“The Lost Symbol” is the latest novel by Dan Brown, author of “The Da Vinci Code.” I pre-ordered this novel because I was a Dan Brown fan but as I found out, there wasn’t any need to pre-order it since there were plenty of copies of the novel to go around. This novel is a typical Dan Brown novel with the usual twist and turns. I’m not very good when it comes to reviewing novels because I’m afraid that I might spoil it, so I’ll keep it to a minimum.
The novel has it’s usual plot where Robert Langdon has to solve some sort mystery by deciphering cryptic code but this time around, it about symbols and ancient mysteries. Then again, it’s always been about symbols since that’s what Langdon is, a symbolist. In this novel, Langdon has to find an ancient secret that lies buried underground somewhere in Washington, D.C. The secret is in plain sight of everyone but nobody knows that it’s there because they have not reached that level of enlightenment.
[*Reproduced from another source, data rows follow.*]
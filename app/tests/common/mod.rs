//! FILENAME: tests/common/mod.rs
//! Test harness and fixtures for the wizard backend integration tests.

use app_lib::{clean_commands, create_app_state, upload_commands, AppState, CleaningOutcome};
use engine::{Dataset, Record, Value};

/// Test harness for creating and managing test state.
pub struct TestHarness {
    pub state: AppState,
}

impl TestHarness {
    /// Create a new test harness with empty state.
    pub fn new() -> Self {
        TestHarness {
            state: create_app_state(),
        }
    }

    /// Create a harness with a CSV upload accepted (wizard at the Clean step).
    pub fn with_upload() -> Self {
        let harness = Self::new();
        let result =
            upload_commands::upload_file(&harness.state, "employees.csv", sample_csv().as_bytes());
        assert!(result.success, "fixture upload failed: {:?}", result.error);
        harness
    }

    /// Create a harness with a completed cleaning run installed.
    pub fn with_cleaned_run() -> Self {
        let harness = Self::with_upload();
        let result = clean_commands::commit_clean(&harness.state, sample_outcome());
        assert!(result.success);
        harness
    }

    /// Ids of the currently removed rows, in review order.
    pub fn removed_ids(&self) -> Vec<u64> {
        let guard = self.state.history.lock().unwrap();
        guard
            .as_ref()
            .map(|history| {
                history
                    .present()
                    .removed_rows
                    .iter()
                    .map(|row| row.id)
                    .collect()
            })
            .unwrap_or_default()
    }

    /// Row counts of the present state: (cleaned, removed).
    pub fn counts(&self) -> (usize, usize) {
        let guard = self.state.history.lock().unwrap();
        guard
            .as_ref()
            .map(|history| {
                let present = history.present();
                (present.cleaned.len(), present.removed_rows.len())
            })
            .unwrap_or((0, 0))
    }
}

impl Default for TestHarness {
    fn default() -> Self {
        Self::new()
    }
}

// ============================================================================
// TEST DATA FIXTURES
// ============================================================================

pub fn record(pairs: &[(&str, Value)]) -> Record {
    pairs
        .iter()
        .map(|(k, v)| (k.to_string(), v.clone()))
        .collect()
}

pub fn text(s: &str) -> Value {
    Value::Text(s.to_string())
}

pub fn number(n: f64) -> Value {
    Value::Number(n)
}

/// The raw upload used by the fixtures.
pub fn sample_csv() -> String {
    let mut lines = vec!["name,city,active,salary".to_string()];
    for (name, city, active, salary) in sample_rows() {
        lines.push(format!("{},{},{},{}", name, city, active, salary));
    }
    lines.push(",,,".to_string()); // the blank row the cleaner removes
    lines.join("\n") + "\n"
}

fn sample_rows() -> Vec<(&'static str, &'static str, &'static str, f64)> {
    vec![
        ("Alice", "New York", "yes", 75000.0),
        ("Bob", "Los Angeles", "yes", 65000.0),
        ("Charlie", "Chicago", "no", 85000.0),
        ("Diana", "Houston", "yes", 70000.0),
        ("Eve", "Phoenix", "yes", 80000.0),
        ("Frank", "Chicago", "no", 95000.0),
        ("Grace", "New York", "yes", 72000.0),
        ("Henry", "Houston", "yes", 88000.0),
        ("Ivy", "Chicago", "no", 62000.0),
    ]
}

/// The cleaning service's (simulated) verdict on the sample upload: every
/// data row kept, the blank row removed.
pub fn sample_outcome() -> CleaningOutcome {
    let columns = vec![
        "name".to_string(),
        "city".to_string(),
        "active".to_string(),
        "salary".to_string(),
    ];
    let records = sample_rows()
        .into_iter()
        .map(|(name, city, active, salary)| {
            record(&[
                ("name", text(name)),
                ("city", text(city)),
                ("active", text(active)),
                ("salary", number(salary)),
            ])
        })
        .collect();

    CleaningOutcome {
        cleaned: Dataset::new(columns, records),
        summary: "Removed 1 blank row".to_string(),
        removed: vec![(
            record(&[
                ("name", text("")),
                ("city", text("")),
                ("active", text("")),
            ]),
            "row is entirely blank".to_string(),
        )],
    }
}

/// An outcome sized for pagination tests: `rows` records, none removed.
pub fn outcome_with_rows(rows: usize) -> CleaningOutcome {
    let columns = vec!["item".to_string(), "bucket".to_string()];
    let records = (0..rows)
        .map(|i| {
            record(&[
                ("item", text(&format!("item-{:03}", i))),
                ("bucket", text(if i % 2 == 0 { "even" } else { "odd" })),
            ])
        })
        .collect();

    CleaningOutcome {
        cleaned: Dataset::new(columns, records),
        summary: "No rows removed".to_string(),
        removed: Vec::new(),
    }
}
Although it took me a few days to read much of the events in the novel took place within one day. There were a lot of things that I skipped since I didn’t feel like it was relevant to the story line. I mainly skipped the background on the villain of the novel. The villain, Mil’akh had a big part to play in the overall novel but I didn’t that he spent a summer in Greece. I was more focused on finding the secrets.
Throughout the novel, it seemed that Dan Brown alluded a lot to “Da Vinci Code” and “Angels and Demons” as if he was trying to advertise within the novel. In “Da Vinci Code” he alluded back to “Angels and Demons” which made me buy the book because I was curious about it. But in this novel, I noticed that he was alluding to his previous novels often at the beginning.
Nonetheless, most of the chapters were page turners and some of them ended with a very suspenseful cliffhanger that made me want to continue reading. Towards the middle of the book, there were times where I tried to connect the dots to see where the story was goings. There were times when the plot was pretty obvious but there was one part that took me for a surprise.
I find it a bit hard to write a review on this book because there wasn’t anything new in the book. Langdon is still Langdon, doing what he does best. The plot was a typical Dan Brown plot. Heck, the beginning of the novel was almost identical to Da Vince Code.
Brown’s previous novel gathered its followings but I’m not sure if “Lost Symbol” will do the same. Don’t get me wrong, Dan Brown can sure tell a story but this time around, it took too long to get to the point. I’m sure that he can do better because his other novels were captivating. Towards the end of this novel, he tried to tie it all together but by then I had already given up.